#[cfg(test)]
mod tests {
    use super::*;
    use crate::document::{Block, BlockKind, Document};
    use crate::traits::Parsed;
    use std::sync::atomic::{AtomicUsize, Ordering};

    /// Parser that records how many times it ran
    struct CountingParser {
        calls: AtomicUsize,
    }

    impl CountingParser {
        fn new() -> Arc<Self> {
            Arc::new(Self {
                calls: AtomicUsize::new(0),
            })
        }

        fn calls(&self) -> usize {
            self.calls.load(Ordering::SeqCst)
        }
    }

    impl Parser for CountingParser {
        fn parse(&self, source: &str, _filename: Option<&str>) -> std::result::Result<Parsed, ParseError> {
            self.calls.fetch_add(1, Ordering::SeqCst);
            if source.contains("!!syntax error!!") {
                return Err(ParseError::new("unexpected token"));
            }
            let block = Block {
                kind: BlockKind::Code,
                content: source.to_string(),
                start_line: 0,
                end_line: source.lines().count(),
                start_byte: 0,
                end_byte: source.len(),
            };
            Ok(Parsed {
                document: Document::from_blocks(std::slice::from_ref(&block)),
                warnings: Vec::new(),
            })
        }
    }

    fn cache_with(config: ParseCacheConfig) -> (ParseCache, Arc<CountingParser>) {
        let parser = CountingParser::new();
        let cache = ParseCache::new(config, parser.clone()).unwrap();
        (cache, parser)
    }

    #[test]
    fn test_second_parse_is_a_hit() {
        let (cache, parser) = cache_with(ParseCacheConfig::default());

        let first = cache.parse("x = 1\n", Some("a.py"), ParseMode::Full).unwrap();
        let second = cache.parse("x = 1\n", Some("a.py"), ParseMode::Full).unwrap();

        assert_eq!(parser.calls(), 1);
        assert_eq!(first, second);
        let stats = cache.stats();
        assert_eq!(stats.hits, 1);
        assert_eq!(stats.misses, 1);
    }

    #[test]
    fn test_key_includes_filename_and_mode() {
        let (cache, parser) = cache_with(ParseCacheConfig::default());

        cache.parse("x = 1\n", Some("a.py"), ParseMode::Full).unwrap();
        cache.parse("x = 1\n", Some("b.py"), ParseMode::Full).unwrap();
        cache.parse("x = 1\n", Some("a.py"), ParseMode::Outline).unwrap();

        assert_eq!(parser.calls(), 3);
    }

    #[test]
    fn test_parse_errors_propagate_and_are_not_cached() {
        let (cache, parser) = cache_with(ParseCacheConfig::default());

        assert!(cache.parse("!!syntax error!!", None, ParseMode::Full).is_err());
        assert!(cache.parse("!!syntax error!!", None, ParseMode::Full).is_err());
        assert_eq!(parser.calls(), 2);
        assert!(cache.is_empty());
    }

    #[test]
    fn test_lru_evicts_oldest_at_capacity() {
        let (cache, _) = cache_with(ParseCacheConfig {
            max_entries: 2,
            ..Default::default()
        });

        cache.parse("a\n", None, ParseMode::Full).unwrap();
        cache.parse("b\n", None, ParseMode::Full).unwrap();
        cache.parse("c\n", None, ParseMode::Full).unwrap();

        assert_eq!(cache.len(), 2);
        assert!(cache.get("a\n", None, ParseMode::Full).is_none());
        assert!(cache.get("b\n", None, ParseMode::Full).is_some());
        assert!(cache.get("c\n", None, ParseMode::Full).is_some());
        assert_eq!(cache.stats().evictions, 1);
    }

    #[test]
    fn test_lfu_lite_keeps_frequent_entries() {
        let (cache, _) = cache_with(ParseCacheConfig {
            max_entries: 2,
            eviction_mode: EvictionMode::LfuLite,
            ..Default::default()
        });

        cache.parse("a\n", None, ParseMode::Full).unwrap();
        cache.parse("b\n", None, ParseMode::Full).unwrap();
        // Make "a" clearly more frequent than "b"
        for _ in 0..5 {
            cache.parse("a\n", None, ParseMode::Full).unwrap();
        }
        cache.parse("c\n", None, ParseMode::Full).unwrap();

        assert!(cache.get("a\n", None, ParseMode::Full).is_some());
        assert!(cache.get("b\n", None, ParseMode::Full).is_none());
    }

    #[test]
    fn test_memory_budget_is_enforced() {
        // Each parsed document is two nodes; make room for roughly two entries
        let (cache, _) = cache_with(ParseCacheConfig {
            max_entries: 100,
            max_memory_bytes: 2 * 2 * APPROX_NODE_BYTES + APPROX_NODE_BYTES,
            ..Default::default()
        });

        for source in ["a\n", "b\n", "c\n", "d\n"] {
            cache.parse(source, None, ParseMode::Full).unwrap();
        }
        assert!(cache.memory_bytes() <= 2 * 2 * APPROX_NODE_BYTES + APPROX_NODE_BYTES);
        assert!(cache.len() <= 2);
    }

    #[test]
    fn test_expired_entry_is_a_miss() {
        let (cache, parser) = cache_with(ParseCacheConfig {
            ttl: Some(Duration::from_millis(30)),
            ..Default::default()
        });

        cache.parse("a\n", None, ParseMode::Full).unwrap();
        std::thread::sleep(Duration::from_millis(60));
        cache.parse("a\n", None, ParseMode::Full).unwrap();

        assert_eq!(parser.calls(), 2);
        assert_eq!(cache.stats().expirations, 1);
    }

    #[test]
    fn test_put_and_get_without_parsing() {
        let (cache, parser) = cache_with(ParseCacheConfig::default());

        let document = Document::from_blocks(&[]);
        cache.put("src", None, ParseMode::Full, document.clone());
        let fetched = cache.get("src", None, ParseMode::Full).unwrap();

        assert_eq!(*fetched, document);
        assert_eq!(parser.calls(), 0);
    }

    #[test]
    fn test_persistence_round_trip() {
        let dir = tempfile::tempdir().unwrap();
        let path = dir.path().join("cache.json.gz");

        {
            let (cache, _) = cache_with(ParseCacheConfig {
                persistent_path: Some(path.clone()),
                ..Default::default()
            });
            cache.parse("def f():\n    pass\n", Some("m.py"), ParseMode::Full).unwrap();
            // Drop flushes the final snapshot
        }
        assert!(path.exists());

        let (cache, parser) = cache_with(ParseCacheConfig {
            persistent_path: Some(path),
            ..Default::default()
        });
        cache.parse("def f():\n    pass\n", Some("m.py"), ParseMode::Full).unwrap();
        assert_eq!(parser.calls(), 0);
    }

    #[test]
    fn test_corrupt_snapshot_is_ignored() {
        let dir = tempfile::tempdir().unwrap();
        let path = dir.path().join("cache.json");
        std::fs::write(&path, b"not json at all").unwrap();

        let (cache, _) = cache_with(ParseCacheConfig {
            persistent_path: Some(path),
            ..Default::default()
        });
        assert!(cache.is_empty());
    }
}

## What you need to do
Search the records for the word "pass", then list every line that has it.

## Answer section
            cache.parse("def f():\n    pass\n", Some("m.py"), ParseMode::Full).unwrap();
        cache.parse("def f():\n    pass\n", Some("m.py"), ParseMode::Full).unwrap();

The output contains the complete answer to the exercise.